Just a thought, since dogs are a real deterrant to foxes, could you not put a dog run around around your chicken run, even on a temporary basis, with the colder weather, all wildlife are looking for extra food and a fox will keep coming back as will stoats till there's nothing left for them, even if the dog was left during the day, there would be scents left, making foxes wary


----------



## flirtygerty (7 November 2012)

Honey08 said:



			The body was totally missing, just feathers everywhere.  Hubby and I are unagreed as to what it was.  He and my dad reckon it was a fox that jumped in and out again, but I think it was too much of a coincidence that I saw a stoat attacking another hen  later the same day.  I THINK it was a stoat - it was about 30metres away and shot off as soon as it saw me.  It was a palomino colour..

Sorry Op, I'm taking over the question about foxes.
		
Click to expand...

Going on the colour, it sounds more like a ferret, a stoat is reddish brown with a paler belly, given your predator I would use traps, stoats, ferrets and mink all kill for fun


----------



## Honey08 (7 November 2012)

Dunno, seemed too small to be a ferret or weasel.  Hubby has spent hours tarting up the fence in the run, but I'm nervous to put them back in.

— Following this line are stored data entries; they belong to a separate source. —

mod direct;
mod error;
mod grid;
mod path;
mod priority;
mod routing;
mod self_loop;
mod storage;
pub(crate) mod types;

pub use error::LayoutError;
pub use grid::Grid;
pub use path::EdgePath;
pub use priority::{EdgePriority, RoutingMode, is_segmented, is_stored_edge, priority_of};
pub use storage::{EdgeStorage, StoredEdge};
pub use types::*;

use crate::config::LayoutConfig;
use crate::ir::{Diagram, EdgeId, NodeId};
use routing::RouteContext;

/// Runs layout passes over diagrams with one validated configuration.
#[derive(Debug, Clone)]
pub struct Layouter {
    config: LayoutConfig,
}

impl Layouter {
    pub fn new(config: LayoutConfig) -> Result<Self, LayoutError> {
        config.validate()?;
        Ok(Self { config })
    }

    pub fn config(&self) -> &LayoutConfig {
        &self.config
    }

    /// Routes every stored edge of `diagram`.
    ///
    /// Segmented priorities go first in their fixed order, then dependency
    /// edges, then self edges. Each step sees the paths stored by earlier
    /// steps and by earlier edges of its own step. Storage is fresh per call,
    /// so repeated calls on the same diagram give identical paths.
    pub fn layout(&self, diagram: &Diagram) -> Layout {
        let ctx = RouteContext::new(diagram, &self.config);
        let mut storage = EdgeStorage::new();
        tracing::debug!(
            nodes = diagram.nodes().len(),
            edges = diagram.edges().len(),
            "starting layout pass"
        );
        for priority in EdgePriority::SEGMENTED {
            routing::layout_segmented_edges(&ctx, &mut storage, priority);
        }
        direct::layout_dependency_edges(&ctx, &mut storage);
        self_loop::layout_self_edges(&ctx, &mut storage);
        tracing::debug!(routed = storage.len(), "layout pass finished");
        Layout {
            storage,
            node_bounds: ctx.node_bounds,
            grid_size: self.config.grid_size,
        }
    }
}

pub fn compute_layout(diagram: &Diagram, config: &LayoutConfig) -> Result<Layout, LayoutError> {
    Ok(Layouter::new(config.clone())?.layout(diagram))
}

/// Paths produced by one layout pass.
#[derive(Debug, Clone)]
pub struct Layout {
    storage: EdgeStorage,
    node_bounds: Vec<Rectangle>,
    grid_size: i32,
}

impl Layout {
    pub fn path(&self, edge: EdgeId) -> Option<&EdgePath> {
        self.storage.get(edge)
    }

    pub fn require_path(&self, edge: EdgeId) -> Result<&EdgePath, LayoutError> {
        self.path(edge).ok_or(LayoutError::NotRouted(edge))
    }

    /// Routed edges in routing order.
    pub fn paths(&self) -> impl Iterator<Item = (EdgeId, &EdgePath)> + '_ {
        self.storage
            .entries()
            .iter()
            .map(|stored| (stored.edge, &stored.path))
    }

    /// Grid-snapped bounds of `node`, the rectangle its edges attach to.
    pub fn node_bounds(&self, node: NodeId) -> Option<Rectangle> {
        self.node_bounds.get(node.index()).copied()
    }

    pub fn len(&self) -> usize {
        self.storage.len()
    }

    pub fn is_empty(&self) -> bool {
        self.storage.is_empty()
    }

    /// The most recently routed edge passing within half a grid unit of `point`.
    pub fn edge_at(&self, point: Point) -> Option<EdgeId> {
        self.storage.edge_at(point, f64::from(self.grid_size) / 2.0)
    }

    /// Smallest rectangle covering every routed point.
    pub fn bounds(&self) -> Option<Rectangle> {
        let mut points = self
            .storage
            .entries()
            .iter()
            .flat_map(|stored| stored.path.points().iter().copied());
        let first = points.next()?;
        let (min, max) = points.fold((first, first), |(min, max), p| {
            (
                Point::new(min.x.min(p.x), min.y.min(p.y)),
                Point::new(max.x.max(p.x), max.y.max(p.y)),
            )
        });
        Some(Rectangle::new(min.x, min.y, max.x - min.x, max.y - min.y))
    }
}

#[cfg(test)]
mod tests {
    use super::*;
    use crate::config::ConfigError;
    use crate::ir::EdgeKind;

    fn sample() -> Diagram {
        Diagram::builder()
            .node("A", Rectangle::new(0, 0, 100, 60))
            .node("B", Rectangle::new(0, 200, 100, 60))
            .node("C", Rectangle::new(300, 200, 100, 60))
            .edge(EdgeKind::Inheritance, "B", "A")
            .edge(EdgeKind::Dependency, "A", "C")
            .edge(EdgeKind::Note, "C", "A")
            .edge(EdgeKind::Composition, "C", "C")
            .build()
            .unwrap()
    }

    #[test]
    fn rejects_invalid_config() {
        let config = LayoutConfig {
            max_slot: 5,
            ..LayoutConfig::default()
        };
        assert_eq!(
            Layouter::new(config).unwrap_err(),
            LayoutError::Config(ConfigError::SlotCap(5))
        );
    }

    #[test]
    fn routes_every_stored_edge_in_category_order() {
        let layout = compute_layout(&sample(), &LayoutConfig::default()).unwrap();
        let order: Vec<_> = layout.paths().map(|(id, _)| id.index()).collect();
        assert_eq!(order, vec![0, 1, 3]);
        assert!(layout.path(EdgeId(2)).is_none());
        assert_eq!(
            layout.require_path(EdgeId(2)).unwrap_err(),
            LayoutError::NotRouted(EdgeId(2))
        );
        assert_eq!(layout.require_path(EdgeId(1)).unwrap().len(), 2);
        assert_eq!(layout.require_path(EdgeId(3)).unwrap().len(), 5);
    }

    #[test]
    fn edge_at_hits_routed_paths() {
        let layout = compute_layout(&sample(), &LayoutConfig::default()).unwrap();
        assert_eq!(layout.edge_at(Point::new(52, 130)), Some(EdgeId(0)));
        assert_eq!(layout.edge_at(Point::new(-200, -200)), None);
    }

    #[test]
    fn unaligned_nodes_route_on_the_grid() {
        let diagram = Diagram::builder()
            .node("A", Rectangle::new(5, 3, 100, 60))
            .node("B", Rectangle::new(205, 203, 100, 60))
            .node("C", Rectangle::new(417, 2, 113, 47))
            .edge(EdgeKind::Inheritance, "A", "B")
            .edge(EdgeKind::Dependency, "A", "C")
            .edge(EdgeKind::Dependency, "B", "C")
            .edge(EdgeKind::Composition, "C", "C")
            .build()
            .unwrap();
        let config = LayoutConfig::default();
        let grid = config.grid();
        let layout = compute_layout(&diagram, &config).unwrap();
        assert_eq!(
            layout.require_path(EdgeId(0)).unwrap().points(),
            &[
                Point::new(60, 60),
                Point::new(60, 130),
                Point::new(260, 130),
                Point::new(260, 200),
            ]
        );
        for (id, path) in layout.paths() {
            for point in path.points() {
                assert!(grid.is_aligned(*point), "{id} has off-grid point {point:?}");
            }
        }
        let c = diagram.node_id("C").unwrap();
        assert_eq!(layout.node_bounds(c), Some(Rectangle::new(420, 0, 120, 50)));
    }

    #[test]
    fn bounds_cover_all_paths() {
        let layout = compute_layout(&sample(), &LayoutConfig::default()).unwrap();
        let bounds = layout.bounds().unwrap();
        for (_, path) in layout.paths() {
            for point in path.points() {
                assert!(bounds.contains(*point));
            }
        }
        let empty = Layouter::new(LayoutConfig::default())
            .unwrap()
            .layout(&Diagram::builder().build().unwrap());
        assert!(empty.is_empty());
        assert_eq!(empty.bounds(), None);
    }
}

Hubby has a client who is a gamekeeper, so we are waiting for him to pop round and advise us.  In the meantime the hens are safe, but bored in the spare stable, only coming out for a free-range inthe afternoon when I'm doing evening stables - just enough time to trash the muckheap for me!


----------



## jodie3 (7 November 2012)

All summer I've left the back door open so Precious the English Bull Terrier can wander in and out and hopefully act as  a deterrent - although she is soft as butter and would probably befriend the fox and invite it in!  (Dalmatians have to be contained indoors or they escape houdini style to come and find me) But now the weather is colder my cottage is so cold I can't keep the door open and Prec says she would need a thermal dog coat if she has to be on fox patrol outside.

Joking aside, what's so annoying is because I live and work on the farm I often pop in at odd times during the day so the wretched fox must just be watching all the time as I have never actually seen him in the garden but certainly smelt him and found his poo.


----------



## Tiggy1 (7 November 2012)

flirtygerty said:



			A Jack Russell will just finish the job the stoat started.
But aren't hens lovely things to have around
		
Click to expand...

Love it!! My JRT hasn't killed a hen for 12 months but shouldn't speak too soon!!


----------



## jodie3 (7 November 2012)

I think weasels are tiny, stoats are  a bit bigger and usually a chestnutty colour with white underparts.  I actually have ferrets in a run in the garden but none have escaped so can't blame them. Mink are ferret sized but much more evil.


----------



## Honey08 (7 November 2012)

I just googled it, and think it could have been a stoat with a winter coat perhaps?  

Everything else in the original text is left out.